→ Assignment:
For the word "VerifyResponse", count the lines of the data that include it and give only the total.

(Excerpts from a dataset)
"""

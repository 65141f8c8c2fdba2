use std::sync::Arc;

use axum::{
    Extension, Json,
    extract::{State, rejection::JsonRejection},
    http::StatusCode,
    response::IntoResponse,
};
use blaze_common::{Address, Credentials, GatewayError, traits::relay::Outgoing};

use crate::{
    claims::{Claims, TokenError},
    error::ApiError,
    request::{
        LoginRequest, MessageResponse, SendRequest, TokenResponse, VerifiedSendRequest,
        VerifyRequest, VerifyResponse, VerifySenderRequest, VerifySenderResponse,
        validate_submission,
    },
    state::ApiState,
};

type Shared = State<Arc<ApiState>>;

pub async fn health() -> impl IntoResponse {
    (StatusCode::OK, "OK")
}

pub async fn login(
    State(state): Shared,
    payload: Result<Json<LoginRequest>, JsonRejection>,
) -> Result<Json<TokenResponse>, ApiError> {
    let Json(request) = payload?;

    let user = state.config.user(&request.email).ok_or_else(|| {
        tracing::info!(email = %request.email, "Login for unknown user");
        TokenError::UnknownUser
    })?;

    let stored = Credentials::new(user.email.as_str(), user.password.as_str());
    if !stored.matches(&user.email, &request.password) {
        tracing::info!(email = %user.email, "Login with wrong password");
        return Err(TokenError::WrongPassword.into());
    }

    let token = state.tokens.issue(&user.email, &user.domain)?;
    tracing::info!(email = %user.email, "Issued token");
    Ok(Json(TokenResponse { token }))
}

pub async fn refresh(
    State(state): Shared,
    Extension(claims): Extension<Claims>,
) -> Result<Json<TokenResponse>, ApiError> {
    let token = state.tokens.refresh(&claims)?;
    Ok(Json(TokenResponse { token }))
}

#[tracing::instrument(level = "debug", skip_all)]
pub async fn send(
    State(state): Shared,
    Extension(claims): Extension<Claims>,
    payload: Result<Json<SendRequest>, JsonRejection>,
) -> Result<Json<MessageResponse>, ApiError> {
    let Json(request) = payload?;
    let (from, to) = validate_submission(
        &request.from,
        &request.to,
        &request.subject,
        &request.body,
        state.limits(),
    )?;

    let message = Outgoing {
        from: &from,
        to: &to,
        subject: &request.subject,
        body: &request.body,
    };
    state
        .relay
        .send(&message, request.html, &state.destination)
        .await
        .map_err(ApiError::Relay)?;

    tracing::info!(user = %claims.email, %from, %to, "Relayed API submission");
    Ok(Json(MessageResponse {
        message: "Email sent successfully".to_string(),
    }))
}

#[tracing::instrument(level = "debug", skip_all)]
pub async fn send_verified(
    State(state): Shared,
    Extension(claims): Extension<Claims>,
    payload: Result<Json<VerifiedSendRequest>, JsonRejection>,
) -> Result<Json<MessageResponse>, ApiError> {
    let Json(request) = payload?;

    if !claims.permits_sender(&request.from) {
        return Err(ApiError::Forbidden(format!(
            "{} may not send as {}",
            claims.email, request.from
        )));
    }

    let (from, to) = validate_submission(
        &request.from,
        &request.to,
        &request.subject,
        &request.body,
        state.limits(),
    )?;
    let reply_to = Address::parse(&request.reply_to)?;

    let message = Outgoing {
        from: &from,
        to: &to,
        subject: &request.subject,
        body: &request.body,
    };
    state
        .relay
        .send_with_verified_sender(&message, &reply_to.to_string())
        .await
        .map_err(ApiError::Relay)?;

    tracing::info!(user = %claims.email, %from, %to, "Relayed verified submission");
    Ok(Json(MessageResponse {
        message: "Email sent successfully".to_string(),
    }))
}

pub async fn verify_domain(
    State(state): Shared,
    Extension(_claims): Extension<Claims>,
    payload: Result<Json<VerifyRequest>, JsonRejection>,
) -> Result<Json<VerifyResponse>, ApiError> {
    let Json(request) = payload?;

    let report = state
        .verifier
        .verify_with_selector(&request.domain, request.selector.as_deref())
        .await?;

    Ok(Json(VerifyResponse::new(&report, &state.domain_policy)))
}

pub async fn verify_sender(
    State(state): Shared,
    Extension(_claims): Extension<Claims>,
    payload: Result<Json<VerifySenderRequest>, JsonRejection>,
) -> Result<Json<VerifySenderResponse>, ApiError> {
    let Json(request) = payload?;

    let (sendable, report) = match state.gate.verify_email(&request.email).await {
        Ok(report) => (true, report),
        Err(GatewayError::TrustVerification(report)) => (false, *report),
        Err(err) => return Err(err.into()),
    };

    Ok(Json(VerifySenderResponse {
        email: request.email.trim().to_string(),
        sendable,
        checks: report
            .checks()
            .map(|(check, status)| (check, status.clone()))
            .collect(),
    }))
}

"""
"""

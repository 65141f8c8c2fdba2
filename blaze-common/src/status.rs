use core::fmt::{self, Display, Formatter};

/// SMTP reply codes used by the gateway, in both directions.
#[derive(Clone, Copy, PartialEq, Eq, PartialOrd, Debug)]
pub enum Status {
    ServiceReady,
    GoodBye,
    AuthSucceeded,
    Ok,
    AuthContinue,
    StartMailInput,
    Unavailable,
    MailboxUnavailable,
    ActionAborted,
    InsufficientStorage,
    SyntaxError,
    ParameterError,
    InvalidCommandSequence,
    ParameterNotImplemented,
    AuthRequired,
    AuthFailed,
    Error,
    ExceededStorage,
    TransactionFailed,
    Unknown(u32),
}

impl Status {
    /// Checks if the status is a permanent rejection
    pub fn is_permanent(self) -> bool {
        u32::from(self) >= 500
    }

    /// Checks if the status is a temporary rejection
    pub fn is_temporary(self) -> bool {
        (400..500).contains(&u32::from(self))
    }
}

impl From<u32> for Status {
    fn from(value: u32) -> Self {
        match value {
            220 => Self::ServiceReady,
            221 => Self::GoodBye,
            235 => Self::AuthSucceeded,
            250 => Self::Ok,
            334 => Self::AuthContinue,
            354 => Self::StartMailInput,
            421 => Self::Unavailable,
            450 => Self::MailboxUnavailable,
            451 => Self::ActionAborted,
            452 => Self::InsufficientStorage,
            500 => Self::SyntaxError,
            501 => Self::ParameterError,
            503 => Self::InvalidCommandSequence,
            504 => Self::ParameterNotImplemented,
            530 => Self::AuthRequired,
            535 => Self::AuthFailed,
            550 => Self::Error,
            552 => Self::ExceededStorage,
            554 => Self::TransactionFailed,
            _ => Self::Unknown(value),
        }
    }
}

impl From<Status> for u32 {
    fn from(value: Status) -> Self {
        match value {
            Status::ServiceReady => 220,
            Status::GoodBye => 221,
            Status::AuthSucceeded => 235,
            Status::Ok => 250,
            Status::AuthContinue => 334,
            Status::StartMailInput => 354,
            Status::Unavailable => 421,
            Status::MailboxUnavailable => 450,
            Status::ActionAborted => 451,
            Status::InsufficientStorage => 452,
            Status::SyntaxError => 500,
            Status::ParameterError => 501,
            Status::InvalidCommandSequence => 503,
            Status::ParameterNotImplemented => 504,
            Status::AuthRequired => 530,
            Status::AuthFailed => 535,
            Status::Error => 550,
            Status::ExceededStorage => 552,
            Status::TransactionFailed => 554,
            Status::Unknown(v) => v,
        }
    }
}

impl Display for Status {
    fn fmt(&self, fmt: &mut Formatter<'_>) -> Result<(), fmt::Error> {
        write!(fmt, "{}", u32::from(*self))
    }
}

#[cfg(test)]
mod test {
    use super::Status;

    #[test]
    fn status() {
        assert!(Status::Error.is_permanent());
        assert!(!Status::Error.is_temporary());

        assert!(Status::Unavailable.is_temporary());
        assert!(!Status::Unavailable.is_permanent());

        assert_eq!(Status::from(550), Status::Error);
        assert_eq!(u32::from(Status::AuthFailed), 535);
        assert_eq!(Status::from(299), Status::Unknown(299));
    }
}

"""

→ Response for this exercise:
3